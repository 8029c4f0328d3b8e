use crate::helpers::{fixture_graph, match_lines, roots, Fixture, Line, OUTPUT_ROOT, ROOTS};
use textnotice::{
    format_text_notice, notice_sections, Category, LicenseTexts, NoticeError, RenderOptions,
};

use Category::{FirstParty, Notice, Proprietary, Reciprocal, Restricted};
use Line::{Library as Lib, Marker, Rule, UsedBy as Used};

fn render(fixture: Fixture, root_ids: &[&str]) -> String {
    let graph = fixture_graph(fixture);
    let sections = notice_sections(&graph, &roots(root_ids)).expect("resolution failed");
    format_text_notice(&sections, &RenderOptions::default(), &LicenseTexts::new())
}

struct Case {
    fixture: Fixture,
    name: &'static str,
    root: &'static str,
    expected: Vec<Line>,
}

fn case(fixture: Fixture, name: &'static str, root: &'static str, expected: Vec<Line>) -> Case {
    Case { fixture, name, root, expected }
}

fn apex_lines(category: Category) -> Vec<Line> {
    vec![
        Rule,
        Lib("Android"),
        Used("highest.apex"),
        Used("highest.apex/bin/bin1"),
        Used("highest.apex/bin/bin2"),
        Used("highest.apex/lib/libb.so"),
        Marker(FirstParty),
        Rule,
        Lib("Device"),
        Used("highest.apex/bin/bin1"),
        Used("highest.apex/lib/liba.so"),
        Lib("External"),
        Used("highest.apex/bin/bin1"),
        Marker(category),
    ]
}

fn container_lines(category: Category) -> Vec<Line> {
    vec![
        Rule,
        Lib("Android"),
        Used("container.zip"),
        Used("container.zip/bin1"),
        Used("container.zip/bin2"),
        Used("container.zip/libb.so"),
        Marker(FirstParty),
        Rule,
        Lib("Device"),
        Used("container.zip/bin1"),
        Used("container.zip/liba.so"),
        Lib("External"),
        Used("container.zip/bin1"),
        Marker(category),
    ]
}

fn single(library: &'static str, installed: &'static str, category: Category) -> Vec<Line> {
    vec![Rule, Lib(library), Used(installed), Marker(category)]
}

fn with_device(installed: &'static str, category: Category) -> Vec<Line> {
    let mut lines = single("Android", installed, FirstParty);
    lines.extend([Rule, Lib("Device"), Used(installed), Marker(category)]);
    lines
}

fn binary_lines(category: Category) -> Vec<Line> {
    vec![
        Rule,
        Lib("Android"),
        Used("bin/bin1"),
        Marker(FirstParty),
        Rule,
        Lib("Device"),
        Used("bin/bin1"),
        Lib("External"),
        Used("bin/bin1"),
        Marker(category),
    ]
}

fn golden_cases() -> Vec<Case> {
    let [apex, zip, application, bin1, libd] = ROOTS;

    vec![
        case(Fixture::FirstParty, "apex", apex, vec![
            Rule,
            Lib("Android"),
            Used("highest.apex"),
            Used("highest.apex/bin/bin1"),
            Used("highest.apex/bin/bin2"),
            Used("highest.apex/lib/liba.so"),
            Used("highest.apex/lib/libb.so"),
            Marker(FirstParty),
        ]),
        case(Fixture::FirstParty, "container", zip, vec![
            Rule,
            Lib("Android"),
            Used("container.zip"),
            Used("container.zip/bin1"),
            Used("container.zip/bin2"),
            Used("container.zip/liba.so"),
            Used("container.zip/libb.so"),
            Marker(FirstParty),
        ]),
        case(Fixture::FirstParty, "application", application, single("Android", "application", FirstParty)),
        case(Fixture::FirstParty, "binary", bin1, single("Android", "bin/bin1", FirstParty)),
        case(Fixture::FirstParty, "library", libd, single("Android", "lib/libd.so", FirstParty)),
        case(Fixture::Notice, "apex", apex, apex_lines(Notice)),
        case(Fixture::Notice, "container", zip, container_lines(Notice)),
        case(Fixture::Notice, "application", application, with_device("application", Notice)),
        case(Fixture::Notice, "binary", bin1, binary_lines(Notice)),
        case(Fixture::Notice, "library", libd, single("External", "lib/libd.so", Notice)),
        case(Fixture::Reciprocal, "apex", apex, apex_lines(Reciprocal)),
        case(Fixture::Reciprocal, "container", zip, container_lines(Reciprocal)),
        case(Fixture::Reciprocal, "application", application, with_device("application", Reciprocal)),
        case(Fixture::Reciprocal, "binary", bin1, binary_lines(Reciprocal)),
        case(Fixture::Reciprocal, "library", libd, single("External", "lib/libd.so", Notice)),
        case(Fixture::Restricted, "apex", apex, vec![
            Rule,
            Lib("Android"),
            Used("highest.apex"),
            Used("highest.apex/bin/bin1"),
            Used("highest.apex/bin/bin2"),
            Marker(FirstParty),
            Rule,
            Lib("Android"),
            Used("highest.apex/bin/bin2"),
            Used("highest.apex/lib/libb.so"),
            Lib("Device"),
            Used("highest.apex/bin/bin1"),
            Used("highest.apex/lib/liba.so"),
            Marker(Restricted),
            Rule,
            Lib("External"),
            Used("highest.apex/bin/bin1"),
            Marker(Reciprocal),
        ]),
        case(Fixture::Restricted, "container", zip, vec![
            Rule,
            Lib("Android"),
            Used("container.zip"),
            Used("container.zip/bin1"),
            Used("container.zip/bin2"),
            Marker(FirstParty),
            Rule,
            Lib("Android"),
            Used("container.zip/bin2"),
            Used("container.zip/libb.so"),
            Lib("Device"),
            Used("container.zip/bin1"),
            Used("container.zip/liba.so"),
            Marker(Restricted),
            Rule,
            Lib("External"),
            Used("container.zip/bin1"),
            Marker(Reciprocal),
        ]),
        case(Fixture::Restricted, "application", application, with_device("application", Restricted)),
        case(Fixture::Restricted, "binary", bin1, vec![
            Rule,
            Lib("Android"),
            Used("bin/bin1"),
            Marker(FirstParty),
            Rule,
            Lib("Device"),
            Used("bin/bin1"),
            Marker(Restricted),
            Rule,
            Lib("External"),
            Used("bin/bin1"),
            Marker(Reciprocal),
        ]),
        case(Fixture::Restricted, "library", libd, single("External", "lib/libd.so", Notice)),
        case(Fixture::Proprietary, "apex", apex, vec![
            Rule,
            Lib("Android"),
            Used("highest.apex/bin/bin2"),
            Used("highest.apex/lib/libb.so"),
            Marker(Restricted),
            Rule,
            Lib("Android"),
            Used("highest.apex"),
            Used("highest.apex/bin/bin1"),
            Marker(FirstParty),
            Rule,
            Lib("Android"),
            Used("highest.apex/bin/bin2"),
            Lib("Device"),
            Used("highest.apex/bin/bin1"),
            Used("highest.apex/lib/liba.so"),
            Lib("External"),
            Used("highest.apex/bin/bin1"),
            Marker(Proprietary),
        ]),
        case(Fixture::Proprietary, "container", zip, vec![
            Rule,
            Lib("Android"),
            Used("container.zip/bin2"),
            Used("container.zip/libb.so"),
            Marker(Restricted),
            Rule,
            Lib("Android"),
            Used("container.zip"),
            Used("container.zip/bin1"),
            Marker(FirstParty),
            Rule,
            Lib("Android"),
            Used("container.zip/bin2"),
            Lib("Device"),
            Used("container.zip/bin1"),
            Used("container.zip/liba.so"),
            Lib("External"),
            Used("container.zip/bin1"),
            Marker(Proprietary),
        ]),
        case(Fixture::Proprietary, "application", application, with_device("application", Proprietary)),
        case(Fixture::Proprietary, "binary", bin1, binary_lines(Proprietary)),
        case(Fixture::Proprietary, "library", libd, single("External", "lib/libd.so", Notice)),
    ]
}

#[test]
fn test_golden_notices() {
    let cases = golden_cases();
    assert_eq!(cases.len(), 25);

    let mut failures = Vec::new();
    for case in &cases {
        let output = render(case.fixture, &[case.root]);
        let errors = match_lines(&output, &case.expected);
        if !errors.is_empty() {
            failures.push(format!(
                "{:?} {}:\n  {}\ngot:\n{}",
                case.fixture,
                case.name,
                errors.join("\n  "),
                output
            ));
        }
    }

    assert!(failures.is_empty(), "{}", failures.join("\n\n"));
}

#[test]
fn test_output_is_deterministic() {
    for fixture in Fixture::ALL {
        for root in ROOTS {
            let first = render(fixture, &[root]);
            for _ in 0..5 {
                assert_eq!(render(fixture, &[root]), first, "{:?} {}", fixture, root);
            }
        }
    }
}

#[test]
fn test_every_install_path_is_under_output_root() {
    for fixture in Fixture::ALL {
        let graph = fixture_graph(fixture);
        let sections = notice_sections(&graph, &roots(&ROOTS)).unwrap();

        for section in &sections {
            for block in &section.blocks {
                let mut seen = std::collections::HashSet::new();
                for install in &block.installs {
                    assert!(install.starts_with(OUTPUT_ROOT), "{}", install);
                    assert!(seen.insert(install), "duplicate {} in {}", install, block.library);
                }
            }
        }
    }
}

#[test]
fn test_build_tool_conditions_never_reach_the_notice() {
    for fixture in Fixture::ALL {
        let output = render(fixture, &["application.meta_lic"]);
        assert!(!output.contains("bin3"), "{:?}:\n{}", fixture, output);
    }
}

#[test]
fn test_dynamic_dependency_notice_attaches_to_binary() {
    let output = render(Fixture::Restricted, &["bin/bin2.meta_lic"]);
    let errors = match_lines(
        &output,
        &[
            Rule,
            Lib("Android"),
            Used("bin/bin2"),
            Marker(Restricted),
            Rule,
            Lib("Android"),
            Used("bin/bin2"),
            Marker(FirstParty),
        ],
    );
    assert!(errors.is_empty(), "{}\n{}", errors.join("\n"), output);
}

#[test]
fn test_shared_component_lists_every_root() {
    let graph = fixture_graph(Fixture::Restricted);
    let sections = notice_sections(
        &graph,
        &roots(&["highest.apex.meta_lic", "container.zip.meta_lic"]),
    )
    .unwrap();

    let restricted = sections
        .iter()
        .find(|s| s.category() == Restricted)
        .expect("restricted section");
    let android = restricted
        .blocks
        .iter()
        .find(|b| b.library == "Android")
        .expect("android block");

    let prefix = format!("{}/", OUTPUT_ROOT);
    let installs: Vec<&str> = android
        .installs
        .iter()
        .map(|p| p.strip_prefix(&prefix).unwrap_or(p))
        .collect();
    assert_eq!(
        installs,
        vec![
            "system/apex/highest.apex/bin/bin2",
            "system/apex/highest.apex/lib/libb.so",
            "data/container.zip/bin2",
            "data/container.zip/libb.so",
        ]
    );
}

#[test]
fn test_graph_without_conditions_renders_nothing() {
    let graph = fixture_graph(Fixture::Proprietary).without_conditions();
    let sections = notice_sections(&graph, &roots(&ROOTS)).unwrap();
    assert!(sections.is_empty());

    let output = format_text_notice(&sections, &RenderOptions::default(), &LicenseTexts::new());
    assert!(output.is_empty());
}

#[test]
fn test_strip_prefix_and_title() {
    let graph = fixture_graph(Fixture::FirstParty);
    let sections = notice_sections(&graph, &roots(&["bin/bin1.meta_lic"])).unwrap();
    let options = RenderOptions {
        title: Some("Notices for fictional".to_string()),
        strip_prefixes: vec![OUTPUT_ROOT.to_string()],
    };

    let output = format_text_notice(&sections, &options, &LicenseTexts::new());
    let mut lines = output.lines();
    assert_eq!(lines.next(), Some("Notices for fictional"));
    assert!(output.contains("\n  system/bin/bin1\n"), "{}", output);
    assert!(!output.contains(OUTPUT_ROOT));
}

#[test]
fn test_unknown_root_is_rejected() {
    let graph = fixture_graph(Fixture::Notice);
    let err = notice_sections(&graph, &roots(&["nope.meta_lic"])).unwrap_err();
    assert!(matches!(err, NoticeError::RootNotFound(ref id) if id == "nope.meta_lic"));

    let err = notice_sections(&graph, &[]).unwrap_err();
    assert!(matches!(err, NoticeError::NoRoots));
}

---

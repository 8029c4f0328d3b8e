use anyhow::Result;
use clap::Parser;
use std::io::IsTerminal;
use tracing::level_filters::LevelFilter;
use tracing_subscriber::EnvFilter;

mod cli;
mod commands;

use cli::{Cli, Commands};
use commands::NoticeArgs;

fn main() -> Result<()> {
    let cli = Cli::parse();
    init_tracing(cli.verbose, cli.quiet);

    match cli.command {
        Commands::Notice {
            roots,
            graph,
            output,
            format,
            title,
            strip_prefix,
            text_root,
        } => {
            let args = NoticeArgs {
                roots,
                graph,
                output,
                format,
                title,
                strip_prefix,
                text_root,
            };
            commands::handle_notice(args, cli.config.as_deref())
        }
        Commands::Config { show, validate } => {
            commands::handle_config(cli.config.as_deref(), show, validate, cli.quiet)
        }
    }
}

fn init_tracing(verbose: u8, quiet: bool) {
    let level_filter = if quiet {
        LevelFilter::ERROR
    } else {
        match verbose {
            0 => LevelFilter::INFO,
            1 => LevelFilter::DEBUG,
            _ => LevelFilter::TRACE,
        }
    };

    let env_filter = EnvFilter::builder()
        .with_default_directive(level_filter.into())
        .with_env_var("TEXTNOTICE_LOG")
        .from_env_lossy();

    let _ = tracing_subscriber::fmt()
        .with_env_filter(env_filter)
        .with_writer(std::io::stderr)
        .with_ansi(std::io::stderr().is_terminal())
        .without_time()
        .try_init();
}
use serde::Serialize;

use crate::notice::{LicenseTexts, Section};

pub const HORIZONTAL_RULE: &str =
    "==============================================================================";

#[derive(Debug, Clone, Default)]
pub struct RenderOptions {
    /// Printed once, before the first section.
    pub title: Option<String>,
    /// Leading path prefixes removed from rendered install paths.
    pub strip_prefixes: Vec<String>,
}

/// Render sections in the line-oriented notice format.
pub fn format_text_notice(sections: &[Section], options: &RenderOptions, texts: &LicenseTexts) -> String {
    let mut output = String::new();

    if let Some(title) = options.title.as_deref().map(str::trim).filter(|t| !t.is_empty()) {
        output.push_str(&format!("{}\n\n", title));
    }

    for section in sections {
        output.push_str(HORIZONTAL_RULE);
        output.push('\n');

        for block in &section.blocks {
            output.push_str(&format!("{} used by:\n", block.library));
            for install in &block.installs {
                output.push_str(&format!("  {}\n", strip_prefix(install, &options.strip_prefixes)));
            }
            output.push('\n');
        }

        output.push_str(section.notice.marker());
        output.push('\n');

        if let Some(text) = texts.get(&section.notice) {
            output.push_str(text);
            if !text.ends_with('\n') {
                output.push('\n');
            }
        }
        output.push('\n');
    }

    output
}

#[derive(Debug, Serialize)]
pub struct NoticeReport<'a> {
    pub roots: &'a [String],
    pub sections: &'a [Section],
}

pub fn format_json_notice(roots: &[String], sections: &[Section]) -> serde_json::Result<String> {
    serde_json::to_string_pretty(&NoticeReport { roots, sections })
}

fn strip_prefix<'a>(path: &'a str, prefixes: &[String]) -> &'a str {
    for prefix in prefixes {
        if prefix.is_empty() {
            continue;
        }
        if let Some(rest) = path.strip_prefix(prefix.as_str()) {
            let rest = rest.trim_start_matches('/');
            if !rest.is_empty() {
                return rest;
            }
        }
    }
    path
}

» Problem to work on
Exactly one number should be given, showing how many lines of the material above contain the string "quiet".

» Solution to this exercise
4